Perspective: This short-term comparative effectiveness study of chronic facial pain suggests that TCM is safe and frequently efficacious alone or subsequent to standard psychosocial interventions. TCM is widely available throughout North America and may provide clinicians and patients with a reasonable addition or alternative to other forms of therapy.

Conflict of interest statement

Disclosures:

The authors have no conflicts of interest to declare.

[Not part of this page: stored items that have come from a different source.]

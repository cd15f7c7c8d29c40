use std::collections::BTreeMap;

use chrono::{DateTime, Utc};
use rust_decimal::Decimal;
use serde::{Deserialize, Serialize};

use crate::domain::product::{ProductEntry, ProductId};
use crate::domain::query::QueryItem;

#[derive(Clone, Debug, PartialEq, Serialize, Deserialize)]
pub struct ResolvedMatch {
    pub entry: ProductEntry,
    /// Confidence in `[0, 1]`.
    pub score: f64,
    /// Catalog spelling that produced the score.
    pub alias: String,
}

#[derive(Clone, Debug, PartialEq, Serialize, Deserialize)]
pub struct MatchResult {
    pub query: QueryItem,
    pub resolved: Option<ResolvedMatch>,
}

impl MatchResult {
    pub fn unmatched(query: QueryItem) -> Self {
        Self { query, resolved: None }
    }

    pub fn is_matched(&self) -> bool {
        self.resolved.is_some()
    }

    pub fn score(&self) -> Option<f64> {
        self.resolved.as_ref().map(|resolved| resolved.score)
    }

    pub fn product_id(&self) -> Option<&ProductId> {
        self.resolved.as_ref().map(|resolved| &resolved.entry.id)
    }
}

#[derive(Clone, Debug, PartialEq, Eq, Serialize, Deserialize)]
pub struct StoreTotal {
    pub store: String,
    pub subtotal: Decimal,
    pub stocked_count: usize,
    pub unavailable_count: usize,
    /// No requested item has a known price at this store.
    pub incomplete: bool,
}

#[derive(Clone, Debug, PartialEq, Serialize, Deserialize)]
pub struct ComparisonLine {
    pub query: String,
    pub product_id: ProductId,
    pub product_name: String,
    pub unit: Option<String>,
    pub quantity: u32,
    pub score: f64,
    pub unit_prices: BTreeMap<String, Option<Decimal>>,
}

impl ComparisonLine {
    /// Saturates at `Decimal::MAX`; loaded catalogs cap unit prices well below that.
    pub fn line_amount(&self, store: &str) -> Option<Decimal> {
        self.unit_prices
            .get(store)
            .copied()
            .flatten()
            .map(|unit_price| unit_price.saturating_mul(Decimal::from(self.quantity)))
    }
}

#[derive(Clone, Debug, PartialEq, Serialize, Deserialize)]
pub struct ComparisonResult {
    pub currency: String,
    /// Every store known to the catalog, alphabetical.
    pub stores: Vec<String>,
    /// Ascending by subtotal, ties by store name.
    pub totals: Vec<StoreTotal>,
    pub cheapest: Option<String>,
    pub lines: Vec<ComparisonLine>,
    pub unmatched: Vec<QueryItem>,
    pub generated_at: DateTime<Utc>,
}

impl ComparisonResult {
    pub fn total_for(&self, store: &str) -> Option<&StoreTotal> {
        self.totals.iter().find(|total| total.store == store)
    }

    pub fn cheapest_total(&self) -> Option<&StoreTotal> {
        self.cheapest.as_deref().and_then(|store| self.total_for(store))
    }

    /// True when no store stocks any requested item.
    pub fn is_empty_comparison(&self) -> bool {
        self.cheapest.is_none()
    }

    pub fn matched_count(&self) -> usize {
        self.lines.len()
    }
}
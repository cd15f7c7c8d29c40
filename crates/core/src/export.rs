//! Tabular export of a comparison.
//!
//! Columns are `query,product_id,product,unit,quantity,score` followed by one
//! column per store in catalog order. Store cells hold the line amount
//! (`unit_price * quantity`) and stay empty when the store does not stock
//! the product. The last row is labelled `TOTAL` and carries the store
//! subtotals.

use std::collections::BTreeMap;
use std::fs::File;
use std::io;
use std::path::Path;

use rust_decimal::Decimal;
use serde::Serialize;
use thiserror::Error;

use crate::domain::comparison::ComparisonResult;
use crate::summary::format_amount;

pub const FIXED_COLUMNS: [&str; 6] = ["query", "product_id", "product", "unit", "quantity", "score"];
pub const TOTAL_ROW_LABEL: &str = "TOTAL";

#[derive(Debug, Error)]
pub enum ExportError {
    #[error("csv error: {0}")]
    Csv(#[from] csv::Error),
    #[error("io error: {0}")]
    Io(#[from] io::Error),
    #[error("unexpected export header: {0}")]
    InvalidHeader(String),
    #[error("invalid value `{value}` in column `{column}`")]
    InvalidValue { column: String, value: String },
    #[error("export has no `TOTAL` row")]
    MissingTotals,
}

#[derive(Clone, Debug, PartialEq, Eq, Serialize)]
pub struct ExportRow {
    pub query: String,
    pub product_id: String,
    pub product: String,
    pub unit: String,
    pub quantity: u32,
    pub score: String,
    pub amounts: BTreeMap<String, Option<Decimal>>,
}

#[derive(Clone, Debug, PartialEq, Eq, Serialize)]
pub struct ParsedExport {
    pub stores: Vec<String>,
    pub rows: Vec<ExportRow>,
    pub totals: BTreeMap<String, Decimal>,
}

pub fn header(comparison: &ComparisonResult) -> Vec<String> {
    FIXED_COLUMNS
        .iter()
        .map(|column| column.to_string())
        .chain(comparison.stores.iter().cloned())
        .collect()
}

pub fn export_csv<W: io::Write>(comparison: &ComparisonResult, writer: W) -> Result<(), ExportError> {
    let mut csv_writer = csv::Writer::from_writer(writer);
    csv_writer.write_record(header(comparison))?;

    for line in &comparison.lines {
        let mut record = vec![
            line.query.clone(),
            line.product_id.0.clone(),
            line.product_name.clone(),
            line.unit.clone().unwrap_or_default(),
            line.quantity.to_string(),
            format!("{:.3}", line.score),
        ];
        record.extend(
            comparison
                .stores
                .iter()
                .map(|store| line.line_amount(store).map(format_amount).unwrap_or_default()),
        );
        csv_writer.write_record(&record)?;
    }

    let mut totals = vec![TOTAL_ROW_LABEL.to_string()];
    totals.extend(std::iter::repeat(String::new()).take(FIXED_COLUMNS.len() - 1));
    totals.extend(comparison.stores.iter().map(|store| {
        comparison.total_for(store).map(|total| format_amount(total.subtotal)).unwrap_or_default()
    }));
    csv_writer.write_record(&totals)?;

    csv_writer.flush()?;
    Ok(())
}

pub fn export_csv_string(comparison: &ComparisonResult) -> Result<String, ExportError> {
    let mut buffer = Vec::new();
    export_csv(comparison, &mut buffer)?;
    String::from_utf8(buffer).map_err(|error| ExportError::InvalidValue {
        column: "*".to_string(),
        value: error.to_string(),
    })
}

pub fn write_csv_file(comparison: &ComparisonResult, path: &Path) -> Result<(), ExportError> {
    let file = File::create(path)?;
    export_csv(comparison, file)
}

pub fn parse_csv_export<R: io::Read>(reader: R) -> Result<ParsedExport, ExportError> {
    let mut csv_reader = csv::Reader::from_reader(reader);
    let headers = csv_reader.headers()?.clone();

    let fixed: Vec<&str> = headers.iter().take(FIXED_COLUMNS.len()).collect();
    if fixed != FIXED_COLUMNS {
        return Err(ExportError::InvalidHeader(headers.iter().collect::<Vec<_>>().join(",")));
    }
    let stores: Vec<String> =
        headers.iter().skip(FIXED_COLUMNS.len()).map(str::to_string).collect();

    let mut rows = Vec::new();
    let mut totals = None;

    for record in csv_reader.records() {
        let record = record?;
        let cell = |index: usize| record.get(index).unwrap_or_default().to_string();
        let amounts = stores
            .iter()
            .enumerate()
            .map(|(offset, store)| {
                let raw = cell(FIXED_COLUMNS.len() + offset);
                parse_amount(store, &raw).map(|amount| (store.clone(), amount))
            })
            .collect::<Result<BTreeMap<_, _>, _>>()?;

        if cell(0) == TOTAL_ROW_LABEL && cell(1).is_empty() {
            totals = Some(
                amounts
                    .into_iter()
                    .map(|(store, amount)| (store, amount.unwrap_or(Decimal::ZERO)))
                    .collect(),
            );
            continue;
        }

        let quantity_raw = cell(4);
        let quantity = quantity_raw.parse::<u32>().map_err(|_| ExportError::InvalidValue {
            column: "quantity".to_string(),
            value: quantity_raw.clone(),
        })?;

        rows.push(ExportRow {
            query: cell(0),
            product_id: cell(1),
            product: cell(2),
            unit: cell(3),
            quantity,
            score: cell(5),
            amounts,
        });
    }

    let totals = totals.ok_or(ExportError::MissingTotals)?;
    Ok(ParsedExport { stores, rows, totals })
}

fn parse_amount(column: &str, raw: &str) -> Result<Option<Decimal>, ExportError> {
    if raw.trim().is_empty() {
        return Ok(None);
    }
    raw.trim().parse::<Decimal>().map(Some).map_err(|_| ExportError::InvalidValue {
        column: column.to_string(),
        value: raw.to_string(),
    })
}

#[cfg(test)]
mod tests {
    use std::collections::BTreeMap;

    use rust_decimal::Decimal;
    use tempfile::TempDir;

    use crate::aggregate::aggregate;
    use crate::catalog::{load_catalog, Catalog, CatalogSource};
    use crate::domain::comparison::ComparisonResult;
    use crate::domain::product::{ProductEntry, ProductId};
    use crate::domain::query::{parse_shopping_list, QueryItem};
    use crate::matching::Matcher;

    use super::{export_csv_string, parse_csv_export, write_csv_file, ExportError};

    fn milk_comparison() -> ComparisonResult {
        let catalog = Catalog::new(vec![ProductEntry {
            id: ProductId("1".to_string()),
            name: "milk".to_string(),
            unit: Some("1 l".to_string()),
            aliases: vec!["milk".to_string(), "Milch".to_string()],
            prices: BTreeMap::from([
                ("A".to_string(), Some(Decimal::new(109, 2))),
                ("B".to_string(), Some(Decimal::new(119, 2))),
                ("C".to_string(), None),
            ]),
        }])
        .expect("catalog");
        let items = [QueryItem::with_quantity("milch", 2), QueryItem::with_quantity("milkk", 1)];
        aggregate(&catalog, &Matcher::default().match_all(&catalog, &items))
    }

    #[test]
    fn export_has_stable_header_rows_and_totals() {
        let csv = export_csv_string(&milk_comparison()).expect("export");
        let lines: Vec<&str> = csv.lines().collect();

        assert_eq!(lines[0], "query,product_id,product,unit,quantity,score,A,B,C");
        assert_eq!(lines[1], "milch,1,milk,1 l,2,1.000,2.18,2.38,");
        assert!(lines[2].starts_with("milkk,1,milk,1 l,1,0.889,1.09,1.19,"));
        assert_eq!(lines[3], "TOTAL,,,,,,3.27,3.57,0.00");
        assert_eq!(lines.len(), 4);
    }

    #[test]
    fn round_trip_reproduces_store_totals() {
        let catalog = load_catalog(&CatalogSource::Builtin).expect("builtin").catalog;
        let items = parse_shopping_list("3x milch, brot, eier, kartofeln, schokolade x2, caviar");
        let comparison = aggregate(&catalog, &Matcher::default().match_all(&catalog, &items));

        let csv = export_csv_string(&comparison).expect("export");
        let parsed = parse_csv_export(csv.as_bytes()).expect("parse");

        assert_eq!(parsed.stores, comparison.stores);
        assert_eq!(parsed.rows.len(), comparison.lines.len());
        for total in &comparison.totals {
            assert_eq!(parsed.totals.get(&total.store), Some(&total.subtotal.round_dp(2)));
            let summed: Decimal =
                parsed.rows.iter().filter_map(|row| row.amounts[&total.store]).sum();
            assert_eq!(summed, total.subtotal);
        }
    }

    #[test]
    fn values_with_commas_are_quoted() {
        let catalog = load_catalog(&CatalogSource::Builtin).expect("builtin").catalog;
        let items = [QueryItem::new("kartoffeln")];
        let comparison = aggregate(&catalog, &Matcher::default().match_all(&catalog, &items));

        let csv = export_csv_string(&comparison).expect("export");

        assert!(csv.contains("\"kartoffeln 2,5kg\",\"2,5 kg\""), "{csv}");
        let parsed = parse_csv_export(csv.as_bytes()).expect("parse");
        assert_eq!(parsed.rows[0].product, "kartoffeln 2,5kg");
    }

    #[test]
    fn export_without_totals_row_is_rejected() {
        let raw = "query,product_id,product,unit,quantity,score,A\nmilch,1,milk,,1,1.000,1.09\n";

        let error = parse_csv_export(raw.as_bytes()).expect_err("parse should fail");

        assert!(matches!(error, ExportError::MissingTotals));
    }

    #[test]
    fn foreign_header_is_rejected() {
        let raw = "name,price\nmilk,1.09\n";

        let error = parse_csv_export(raw.as_bytes()).expect_err("parse should fail");

        assert!(matches!(error, ExportError::InvalidHeader(_)));
    }

    #[test]
    fn export_to_missing_directory_fails_and_result_stays_usable() {
        let comparison = milk_comparison();
        let dir = TempDir::new().expect("temp dir");
        let missing = dir.path().join("missing").join("export.csv");

        let error = write_csv_file(&comparison, &missing).expect_err("export should fail");
        assert!(matches!(error, ExportError::Io(_)));

        let path = dir.path().join("export.csv");
        write_csv_file(&comparison, &path).expect("re-export should succeed");
        let parsed =
            parse_csv_export(std::fs::File::open(&path).expect("open")).expect("parse");
        assert_eq!(parsed.totals.get("A"), Some(&Decimal::new(327, 2)));
    }
}
#[derive(Clone, Debug)]
pub struct SummaryConfig {
    pub mode: SummaryMode,
    pub language: Language,
}

#[derive(Clone, Debug)]
pub struct LlmConfig {
    pub provider: LlmProvider,
    pub api_key: Option<SecretString>,
    pub base_url: Option<String>,
    pub model: String,
    pub timeout_secs: u64,
}

#[derive(Clone, Debug)]
pub struct LoggingConfig {
    pub level: String,
    pub format: LogFormat,
}

#[derive(Clone, Copy, Debug, PartialEq, Eq, Serialize, Deserialize)]
#[serde(rename_all = "snake_case")]
pub enum SummaryMode {
    Template,
    Llm,
}

#[derive(Clone, Copy, Debug, PartialEq, Eq, Serialize, Deserialize)]
#[serde(rename_all = "snake_case")]
pub enum LlmProvider {
    #[serde(rename = "openai", alias = "open_ai")]
    OpenAi,
    Anthropic,
    Ollama,
}

#[derive(Clone, Copy, Debug, PartialEq, Eq, Serialize, Deserialize)]
#[serde(rename_all = "snake_case")]
pub enum LogFormat {
    Compact,
    Pretty,
    Json,
}

#[derive(Clone, Debug, Default)]
pub struct ConfigOverrides {
    pub catalog_path: Option<PathBuf>,
    pub threshold: Option<f64>,
    pub scorer: Option<Scorer>,
    pub summary_mode: Option<SummaryMode>,
    pub language: Option<Language>,
    pub llm_provider: Option<LlmProvider>,
    pub llm_model: Option<String>,
    pub log_level: Option<String>,
}

#[derive(Clone, Debug, Default)]
pub struct LoadOptions {
    pub config_path: Option<PathBuf>,
    pub require_file: bool,
    pub overrides: ConfigOverrides,
}

#[derive(Debug, Error)]
pub enum ConfigError {
    #[error("could not read config file `{path}`: {source}")]
    ReadFile { path: PathBuf, source: std::io::Error },
    #[error("could not parse config file `{path}`: {source}")]
    ParseFile { path: PathBuf, source: toml::de::Error },
    #[error("required config file was not found: `{0}`")]
    MissingConfigFile(PathBuf),
    #[error("environment variable interpolation failed for `{var}`")]
    MissingEnvInterpolation { var: String },
    #[error("unterminated environment interpolation expression")]
    UnterminatedInterpolation,
    #[error("invalid environment override for `{key}`: `{value}`")]
    InvalidEnvOverride { key: String, value: String },
    #[error("configuration validation failed: {0}")]
    Validation(String),
}

impl Default for AppConfig {
    fn default() -> Self {
        Self {
            catalog: CatalogConfig {
                path: None,
                currency: DEFAULT_CURRENCY.to_string(),
                extend_builtin: false,
            },
            matching: MatchingConfig {
                threshold: DEFAULT_THRESHOLD,
                scorer: Scorer::Ratio,
                strip_diacritics: true,
            },
            summary: SummaryConfig { mode: SummaryMode::Template, language: Language::English },
            llm: LlmConfig {
                provider: LlmProvider::Ollama,
                api_key: None,
                base_url: None,
                model: "llama3.1".to_string(),
                timeout_secs: 20,
            },
            logging: LoggingConfig { level: "warn".to_string(), format: LogFormat::Compact },
        }
    }
}

fn secret_value(value: String) -> SecretString {
    value.into()
}

impl std::str::FromStr for SummaryMode {
    type Err = ConfigError;

    fn from_str(value: &str) -> Result<Self, Self::Err> {
        match value.trim().to_ascii_lowercase().as_str() {
            "template" => Ok(Self::Template),
            "llm" => Ok(Self::Llm),
            other => Err(ConfigError::Validation(format!(
                "unsupported summary mode `{other}` (expected template|llm)"
            ))),
        }
    }
}
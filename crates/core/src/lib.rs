pub mod aggregate;
pub mod catalog;
pub mod compare;
pub mod config;
pub mod domain;
pub mod errors;
pub mod export;
pub mod matching;
pub mod summary;

pub use aggregate::aggregate;
pub use catalog::{
    load_catalog, merge_catalogs, Catalog, CatalogError, CatalogSource, CatalogWarning,
    LoadedCatalog,
};
pub use compare::{open_catalog, PriceComparer};
pub use config::{AppConfig, ConfigError, ConfigOverrides, LoadOptions};
pub use domain::comparison::{ComparisonLine, ComparisonResult, MatchResult, StoreTotal};
pub use domain::product::{ProductEntry, ProductId};
pub use domain::query::{parse_shopping_list, QueryItem};
pub use errors::{ApplicationError, InterfaceError};
pub use export::{export_csv, parse_csv_export, ExportError};
pub use matching::{match_query, Matcher, MatcherConfig, Scorer};
pub use summary::{Language, SummaryError, SummaryGenerator, TemplateSummaryGenerator};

Copyright © 2012 American Pain Society. Published by Elsevier Inc. All rights reserved.

Figures

Figure 1

The CONSORT diagram shows the progression of study participants through the first two allocation periods of the study, the short-term component reported here. It illustrates the study design and worst facial pain (WFP) cut-points, and provides the number of participants providing outcome data, beginning with the first allocation. In each group, the number of participants beginning the intervention in that phase is shown as the top number, and the number of evaluable participants at the end of that phase is shown in the bottom number. Details of the reasons for participant losses in each group are shown. Details for the losses in the recruitment process are provided in the text.

Figure 2

This figure illustrates the main short-term outcomes based on protocol-specified analyses for the primary outcomes, characteristic facial pain and worst facial pain. The statistical analysis that corresponds to the overall changes is provided in Table 4. Note that the facial pain values to the left of the arrow for each group represent values at the start of that period, not at study baseline.

Figure 3

This figure illustrates the percent of allocated participants achieving clinically meaningful response (≥ 30% improvement) through 16 weeks on study intervention (weeks 2–18). Left side of panel: Change for patients with high pain levels at baseline and allocated at first point [Tt allocated to TCM at initial time and continued; SS allocated to self-care and then allocated to self-care again; ST allocated to self-care and then allocated to TCM]. Right side of panel: Change for patients with lower (moderate) pain levels [s] at baseline [sS with moderate baseline pain and allocated at week 8 to self-care; sT with moderate baseline pain and allocated at week 8 to TCM]. Sample sizes for each group are shown in Figure 1.